Il fut un temps où, l’automobile n’existant pas encore, les promenades et excursions étaient presque exclusivement faites à pied. On s’arrêtait fréquemment, on examinait le paysage, on récoltait des fleurs, on ramassait quelques pierres curieuses, on poursuivait quelques insectes. Tout ce que l’on voyait devenait un sujet d’études et finissait par intéresser même les plus profanes. Les fleurs récoltées ne servaient pas seulement à faire des bouquets, mais souvent aussi on les conservait en les plaçant entre les feuillets d’un livre, que l’on oubliait d’ailleurs parfois. Mais peu à peu la curiosité s’éveillait, on récoltait de plus en plus des plantes qui paraissaient intéressantes, et, voulant les conserver, l’idée venait tout naturellement de les faire sécher pour pouvoir les examiner plus tard, et c’est ainsi que l’on constituait son premier herbier. On se plaisait alors de le feuilleter, car chaque plante rappelait un événement, un château visité, un rocher escaladé, une idylle ébauchée. L’herbier n’était plus un ensemble de plantes desséchées, décolorées, voué aux ravages des insectes. C’était un album de souvenirs.

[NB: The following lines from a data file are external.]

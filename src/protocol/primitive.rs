use crate::error::{Error, Result};
use zerocopy::FromBytes;
use zerocopy::byteorder::little_endian::{U16 as U16LE, U32 as U32LE, U64 as U64LE};

/// Length prefix byte announcing SQL NULL
pub const NULL_MARKER: u8 = 0xFB;

/// A decoded length prefix.
#[derive(Debug, Clone, Copy, PartialEq, Eq)]
pub enum LengthPrefix {
    /// `0xFB`
    Null,
    Length(u64),
}

/// Read 1-byte integer
pub fn read_int_1(data: &[u8]) -> Result<(u8, &[u8])> {
    match data.split_first() {
        Some((&first, rest)) => Ok((first, rest)),
        None => Err(Error::UnexpectedEof),
    }
}

/// Read 2-byte little-endian integer
pub fn read_int_2(data: &[u8]) -> Result<(u16, &[u8])> {
    let (value, rest) = U16LE::ref_from_prefix(data).map_err(|_e| Error::UnexpectedEof)?;
    Ok((value.get(), rest))
}

/// Read 3-byte little-endian integer
pub fn read_int_3(data: &[u8]) -> Result<(u32, &[u8])> {
    match data {
        [a, b, c, rest @ ..] => Ok((u32::from_le_bytes([*a, *b, *c, 0]), rest)),
        _ => Err(Error::UnexpectedEof),
    }
}

/// Read 4-byte little-endian integer
pub fn read_int_4(data: &[u8]) -> Result<(u32, &[u8])> {
    let (value, rest) = U32LE::ref_from_prefix(data).map_err(|_e| Error::UnexpectedEof)?;
    Ok((value.get(), rest))
}

/// Read 8-byte little-endian integer
pub fn read_int_8(data: &[u8]) -> Result<(u64, &[u8])> {
    let (value, rest) = U64LE::ref_from_prefix(data).map_err(|_e| Error::UnexpectedEof)?;
    Ok((value.get(), rest))
}

/// Read a length prefix that may be the NULL marker
pub fn read_length_prefix(data: &[u8]) -> Result<(LengthPrefix, &[u8])> {
    let (first, rest) = read_int_1(data)?;
    match first {
        NULL_MARKER => Ok((LengthPrefix::Null, rest)),
        0xFC => {
            let (val, rest) = read_int_2(rest)?;
            Ok((LengthPrefix::Length(u64::from(val)), rest))
        }
        0xFD => {
            let (val, rest) = read_int_3(rest)?;
            Ok((LengthPrefix::Length(u64::from(val)), rest))
        }
        0xFE => {
            let (val, rest) = read_int_8(rest)?;
            Ok((LengthPrefix::Length(val), rest))
        }
        0xFF => Err(Error::ProtocolCorruption(
            "0xFF is not a valid length prefix".to_string(),
        )),
        val => Ok((LengthPrefix::Length(u64::from(val)), rest)),
    }
}

/// Read length-encoded integer where NULL cannot occur
pub fn read_int_lenenc(data: &[u8]) -> Result<(u64, &[u8])> {
    match read_length_prefix(data)? {
        (LengthPrefix::Length(len), rest) => Ok((len, rest)),
        (LengthPrefix::Null, _) => Err(Error::ProtocolCorruption(
            "unexpected NULL marker in length-encoded integer".to_string(),
        )),
    }
}

/// Read fixed-length string
pub fn read_string_fix(data: &[u8], len: usize) -> Result<(&[u8], &[u8])> {
    if data.len() < len {
        return Err(Error::UnexpectedEof);
    }
    Ok(data.split_at(len))
}

/// Read length-encoded string
pub fn read_string_lenenc(data: &[u8]) -> Result<(&[u8], &[u8])> {
    let (len, rest) = read_int_lenenc(data)?;
    let len = usize::try_from(len).map_err(|_e| Error::UnexpectedEof)?;
    read_string_fix(rest, len)
}

/// Write 2-byte little-endian integer
pub fn write_int_2(out: &mut Vec<u8>, value: u16) {
    out.extend_from_slice(&value.to_le_bytes());
}

/// Write 3-byte little-endian integer
pub fn write_int_3(out: &mut Vec<u8>, value: u32) {
    out.extend_from_slice(&value.to_le_bytes()[..3]);
}

/// Write 8-byte little-endian integer
pub fn write_int_8(out: &mut Vec<u8>, value: u64) {
    out.extend_from_slice(&value.to_le_bytes());
}

/// Write length-encoded integer
pub fn write_int_lenenc(out: &mut Vec<u8>, value: u64) {
    if value < 251 {
        out.push(value as u8);
    } else if value < (1 << 16) {
        out.push(0xfc);
        write_int_2(out, value as u16);
    } else if value < (1 << 24) {
        out.push(0xfd);
        write_int_3(out, value as u32);
    } else {
        out.push(0xfe);
        write_int_8(out, value);
    }
}

/// Write length-encoded bytes
pub fn write_bytes_lenenc(out: &mut Vec<u8>, data: &[u8]) {
    write_int_lenenc(out, data.len() as u64);
    out.extend_from_slice(data);
}

/// Write the NULL marker used by the text encoding
pub fn write_null(out: &mut Vec<u8>) {
    out.push(NULL_MARKER);
}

Le siècle de l’automobile a fait disparaître le goût des promenades à pied. On ne cherche pas à regarder le pays que l’on traverse, on ne s’arrête plus à récolter une fleur intéressante. On fait des kilomètres, on dévore l’espace. On ne parle plus que du nombre de kilomètres parcourus, des côtes grimpées à cent à l’heure, d’autres voitures grattées en vitesse et des meilleurs hôtels où l’on a dîné, car, en fin de compte, il faut bien s’arrêter pour manger. L’observation des beautés de la nature est reléguée au second plan.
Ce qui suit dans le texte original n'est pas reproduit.